The main objective in this study was to investigate how the deformation of Docol 600 DL steel plates subject to blast loading can be accurately recreated with different numerical simulations. An initial experiment was undertaken employing a gas gun to simulate the blast loads. The experiments failed to properly emulate a proper blast load, but the experiment served as an initial benchmark for calibration of the numerical models.Focus shifted on to simulating experiments performed at Raufoss in 2010 by Rakvåg. Experiments on quadratic 400mm by 400mm, 2mm thick Docol 600 DL steel plates were performed for standoffs at 300mm, 400mm, 450mm and 550mm. Material models for the steel plates were determined from previous work done at SIMLab.Numerical simulations in LS-DYNA and IMPETUS were utilized with a pure Lagrangian approach, an uncoupled Eulerian-Lagrangian approach, a coupled Eulerian-Lagrangian and a discrete particle method. The pure Lagrangian simulations were based on data from the CONWEP standard, thus it failed to properly describe the charge geometry and consequently misrepresented the properties of the blast load. The uncoupled and coupled Eulerian-Lagrangian simulations properly described the charge geometry, but a requirement of a sufficiently fine discretization of the Eulerian mesh rendered full 3D simulations with a high computational demand.

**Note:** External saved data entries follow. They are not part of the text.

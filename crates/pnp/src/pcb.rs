use std::fmt::{Display, Formatter};
use std::str::FromStr;
use thiserror::Error;

#[derive(Debug, serde::Serialize, serde::Deserialize, Clone, Copy, PartialEq, Eq, PartialOrd, Ord, Hash)]
#[serde(rename_all = "lowercase")]
pub enum PcbSide {
    Top,
    Bottom,
}

impl PcbSide {
    /// The side a mounted item ends up on; mirrored items are on the bottom.
    pub fn from_mirrored(mirrored: bool) -> Self {
        match mirrored {
            true => PcbSide::Bottom,
            false => PcbSide::Top,
        }
    }
}

impl Display for PcbSide {
    fn fmt(&self, f: &mut Formatter<'_>) -> std::fmt::Result {
        match self {
            Self::Top => write!(f, "top"),
            Self::Bottom => write!(f, "bottom"),
        }
    }
}

impl FromStr for PcbSide {
    type Err = PcbSideError;

    fn from_str(value: &str) -> Result<Self, Self::Err> {
        match value.to_lowercase().as_str() {
            "top" => Ok(PcbSide::Top),
            "bottom" => Ok(PcbSide::Bottom),
            _ => Err(PcbSideError::Unknown(value.to_string())),
        }
    }
}

#[derive(Error, Debug, PartialEq)]
pub enum PcbSideError {
    #[error("Unknown PCB side. value: '{0:}'")]
    Unknown(String),
}
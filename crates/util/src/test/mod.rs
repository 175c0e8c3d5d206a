use std::fs;
use std::io;
use std::path::PathBuf;
use predicates::function::FnPredicate;
use predicates::prelude::predicate;
use tempfile::TempDir;

/// A predicate that always passes, it prints the content so it shows up in the test output.
pub fn print(message: &str) -> FnPredicate<fn(&str) -> bool, str> {
    println!("{}:", message);
    predicate::function(|content| {
        println!("{}", content);
        true
    })
}

pub fn build_temp_file(temp_dir: &TempDir, base: &str, extension: &str) -> PathBuf {
    let mut path_buf = temp_dir.path().to_path_buf();
    path_buf.push(format!("{}.{}", base, extension));

    println!("{} file: {}",
        base.replace('_', " "),
        path_buf.display()
    );

    path_buf
}

/// Writes `content` to `<base>.json` in the temp dir.
pub fn write_temp_json_file(temp_dir: &TempDir, base: &str, content: &str) -> io::Result<PathBuf> {
    let path_buf = build_temp_file(temp_dir, base, "json");
    fs::write(&path_buf, content)?;

    Ok(path_buf)
}
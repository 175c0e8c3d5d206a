pub mod assert;

#[cfg(feature = "testing")]
pub mod test;
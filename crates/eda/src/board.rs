use pnp::geometry::{Angle, Point};
use crate::circuit::ComponentInstance;
use crate::layer::Layer;
use crate::library::{LibraryDevice, LibraryPackage, PadDefinition};

#[derive(Debug, Clone, Default, PartialEq, Eq, serde::Serialize, serde::Deserialize)]
pub struct Project {
    pub name: String,
    #[serde(default)]
    pub version: String,
    /// Preferred locales, most preferred first, e.g. `["de_CH", "de_DE"]`.
    #[serde(default)]
    pub locale_order: Vec<String>,
}

impl Project {
    pub fn new(name: &str, version: &str) -> Self {
        Self {
            name: name.to_string(),
            version: version.to_string(),
            locale_order: vec![],
        }
    }

    pub fn with_locale_order(mut self, locale_order: &[&str]) -> Self {
        self.locale_order = locale_order.iter().map(|locale| locale.to_string()).collect();
        self
    }
}

#[derive(Debug, Clone, Default, PartialEq, Eq, serde::Serialize, serde::Deserialize)]
pub struct Board {
    pub name: String,
    pub project: Project,
    #[serde(default)]
    pub devices: Vec<DeviceInstance>,
}

impl Board {
    pub fn new(name: &str, project: Project) -> Self {
        Self {
            name: name.to_string(),
            project,
            devices: vec![],
        }
    }

    pub fn with_device(mut self, device: DeviceInstance) -> Self {
        self.devices.push(device);
        self
    }
}

/// A device mounted on a board.
///
/// Mirrored devices are mounted on the bottom side.
#[derive(Debug, Clone, Default, PartialEq, Eq, serde::Serialize, serde::Deserialize)]
pub struct DeviceInstance {
    pub component: ComponentInstance,
    pub lib_device: LibraryDevice,
    pub lib_package: LibraryPackage,
    pub position: Point,
    #[serde(default)]
    pub rotation: Angle,
    #[serde(default)]
    pub mirrored: bool,
    #[serde(default)]
    pub pads: Vec<FootprintPad>,
}

impl DeviceInstance {
    pub fn new(
        component: ComponentInstance,
        lib_device: LibraryDevice,
        lib_package: LibraryPackage,
        position: Point,
        rotation: Angle,
        mirrored: bool,
    ) -> Self {
        Self {
            component,
            lib_device,
            lib_package,
            position,
            rotation,
            mirrored,
            pads: vec![],
        }
    }

    pub fn with_pad(mut self, definition: PadDefinition, position: Point, rotation: Angle) -> Self {
        self.pads.push(FootprintPad::new(definition, position, rotation));
        self
    }

    /// The pads of the device, in footprint order, mirrored together with the device.
    pub fn mounted_pads(&self) -> impl Iterator<Item = MountedPad<'_>> {
        self.pads.iter().map(|pad| MountedPad { pad, mirrored: self.mirrored })
    }
}

/// A footprint pad of a device.
///
/// Position and rotation are absolute, i.e. already transformed into board space. A pad has no
/// mirroring of its own, see `MountedPad`.
#[derive(Debug, Clone, Default, PartialEq, Eq, serde::Serialize, serde::Deserialize)]
pub struct FootprintPad {
    pub definition: PadDefinition,
    pub position: Point,
    #[serde(default)]
    pub rotation: Angle,
}

impl FootprintPad {
    pub fn new(definition: PadDefinition, position: Point, rotation: Angle) -> Self {
        Self {
            definition,
            position,
            rotation,
        }
    }
}

/// A footprint pad together with the mirroring of the device it belongs to.
#[derive(Debug, Clone, Copy, PartialEq, Eq)]
pub struct MountedPad<'device> {
    pad: &'device FootprintPad,
    mirrored: bool,
}

impl<'device> MountedPad<'device> {
    pub fn position(&self) -> Point {
        self.pad.position
    }

    pub fn rotation(&self) -> Angle {
        self.pad.rotation
    }

    pub fn mirrored(&self) -> bool {
        self.mirrored
    }

    pub fn is_fiducial(&self) -> bool {
        self.pad.definition.function.is_fiducial()
    }

    /// THT pads are on every copper layer, SMT pads only on the outer layer of their side.
    pub fn is_on_layer(&self, layer: Layer) -> bool {
        if self.pad.definition.tht {
            return true;
        }

        self.smt_layer() == layer
    }

    fn smt_layer(&self) -> Layer {
        let layer = self.pad.definition.component_side.copper_layer();
        match self.mirrored {
            true => layer.mirrored(),
            false => layer,
        }
    }
}
use std::sync::OnceLock;
use regex::{Captures, Regex};
use tracing::trace;

#[derive(Debug, Clone, PartialEq, Eq, serde::Serialize, serde::Deserialize)]
pub struct Attribute {
    pub key: String,
    pub value: String,
}

impl Attribute {
    pub fn new(key: &str, value: &str) -> Self {
        Self {
            key: key.to_string(),
            value: value.to_string(),
        }
    }
}

/// A component of the circuit, e.g. `R1`.
#[derive(Debug, Clone, Default, PartialEq, Eq, serde::Serialize, serde::Deserialize)]
pub struct ComponentInstance {
    pub name: String,
    #[serde(default)]
    value: String,
    #[serde(default)]
    pub attributes: Vec<Attribute>,
}

impl ComponentInstance {
    pub fn new(name: &str, value: &str) -> Self {
        Self {
            name: name.to_string(),
            value: value.to_string(),
            attributes: vec![],
        }
    }

    pub fn with_attribute(mut self, key: &str, value: &str) -> Self {
        self.attributes.push(Attribute::new(key, value));
        self
    }

    /// The value of the component.
    ///
    /// When `substitute` is set, `{{KEY}}` placeholders are replaced with the value of the
    /// attribute named `KEY`, `{{NAME}}` with the component name. Unknown keys are replaced with
    /// nothing.
    pub fn value(&self, substitute: bool) -> String {
        if !substitute {
            return self.value.clone();
        }

        placeholder_regex()
            .replace_all(&self.value, |captures: &Captures| {
                let key = &captures[1];
                self.attribute_value(key)
                    .unwrap_or_else(|| {
                        trace!("Unknown attribute in value. component: '{}', key: '{}'", self.name, key);
                        ""
                    })
                    .to_string()
            })
            .into_owned()
    }

    fn attribute_value(&self, key: &str) -> Option<&str> {
        self.attributes.iter()
            .find(|attribute| attribute.key == key)
            .map(|attribute| attribute.value.as_str())
            .or_else(|| (key == "NAME").then_some(self.name.as_str()))
    }
}

fn placeholder_regex() -> &'static Regex {
    static PLACEHOLDER: OnceLock<Regex> = OnceLock::new();
    PLACEHOLDER.get_or_init(|| Regex::new(r"\{\{\s*([A-Za-z0-9_]+)\s*\}\}").expect("valid placeholder pattern"))
}
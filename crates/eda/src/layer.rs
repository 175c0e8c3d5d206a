/// A copper layer of a board.
///
/// Inner layers are numbered from 1, starting next to the top layer.
#[derive(Debug, Clone, Copy, PartialEq, Eq, PartialOrd, Ord, Hash)]
pub enum Layer {
    TopCopper,
    InnerCopper(u8),
    BottomCopper,
}

impl Layer {
    /// The layer seen from the other side of the board.
    pub fn mirrored(&self) -> Layer {
        match self {
            Layer::TopCopper => Layer::BottomCopper,
            Layer::BottomCopper => Layer::TopCopper,
            Layer::InnerCopper(number) => Layer::InnerCopper(*number),
        }
    }
}
//! Manual header commands and reads.

use async_trait::async_trait;
use pagination::Page;
use tracing::debug;

use super::{ManualService, map_manual_error, map_step_error};
use crate::domain::manual::non_blank;
use crate::domain::ports::{
    ImageRepository, ImageStorage, ManualCommand, ManualQuery, ManualRepository, NewManual,
    StepRepository,
};
use crate::domain::{
    Error, Manual, ManualChanges, ManualDraft, ManualId, ManualSearch, OrderedSequence,
    SearchScope, UserId, validate_manual, validate_manual_changes,
};

#[async_trait]
impl<M, S, I, B> ManualCommand for ManualService<M, S, I, B>
where
    M: ManualRepository,
    S: StepRepository,
    I: ImageRepository,
    B: ImageStorage,
{
    async fn create_manual(&self, owner: UserId, draft: ManualDraft) -> Result<Manual, Error> {
        validate_manual(&draft, &self.policy)?;
        let record = NewManual {
            owner_id: owner,
            title: draft.title.trim().to_owned(),
            description: draft.description.as_deref().and_then(non_blank),
            category: draft.category.as_deref().and_then(non_blank),
            visibility: draft.visibility,
            created_at: self.clock.utc(),
        };
        let manual = self
            .manuals
            .create(&record)
            .await
            .map_err(map_manual_error)?;
        debug!(manual_id = %manual.id, owner_id = %owner, "manual created");
        Ok(manual.with_steps(Vec::new()))
    }

    async fn update_manual(
        &self,
        actor: UserId,
        id: ManualId,
        changes: ManualChanges,
    ) -> Result<Manual, Error> {
        validate_manual_changes(&changes, &self.policy)?;
        let mut manual = self.owned_manual(actor, id).await?;
        if changes.is_empty() {
            return Ok(manual);
        }
        changes.apply_to(&mut manual, self.clock.utc());
        self.manuals
            .update(&manual)
            .await
            .map_err(map_manual_error)?;
        debug!(manual_id = %id, "manual updated");
        Ok(manual)
    }

    async fn delete_manual(&self, actor: UserId, id: ManualId) -> Result<(), Error> {
        self.owned_manual(actor, id).await?;
        let removed = self
            .manuals
            .delete_cascade(id)
            .await
            .map_err(map_manual_error)?;
        debug!(manual_id = %id, images = removed.len(), "manual deleted");
        self.remove_files(&removed).await;
        Ok(())
    }
}

#[async_trait]
impl<M, S, I, B> ManualQuery for ManualService<M, S, I, B>
where
    M: ManualRepository,
    S: StepRepository,
    I: ImageRepository,
    B: ImageStorage,
{
    async fn get_manual(&self, viewer: Option<UserId>, id: ManualId) -> Result<Manual, Error> {
        let manual = self.readable_manual(viewer, id).await?;
        let set = self
            .steps
            .load_sequence(id)
            .await
            .map_err(map_step_error)?;
        let steps = OrderedSequence::load(set.steps).into_items();
        let steps = self.expand_images(steps).await?;
        Ok(manual.with_steps(steps))
    }

    async fn search_manuals(
        &self,
        query: ManualSearch,
        scope: SearchScope,
    ) -> Result<Page<Manual>, Error> {
        self.manuals
            .search(&query, &scope)
            .await
            .map_err(map_manual_error)
    }
}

A 2D to 3D mapping technique in the Eulerian domain was successfully completed to reduce the computational time. The discrete particle approach yielded the most accurate results while being the easiest to define numerically.Employing the different numerical techniques revealed that the main source of error in recreating expected deformation lies in the capability of properly describing the blast load conditions.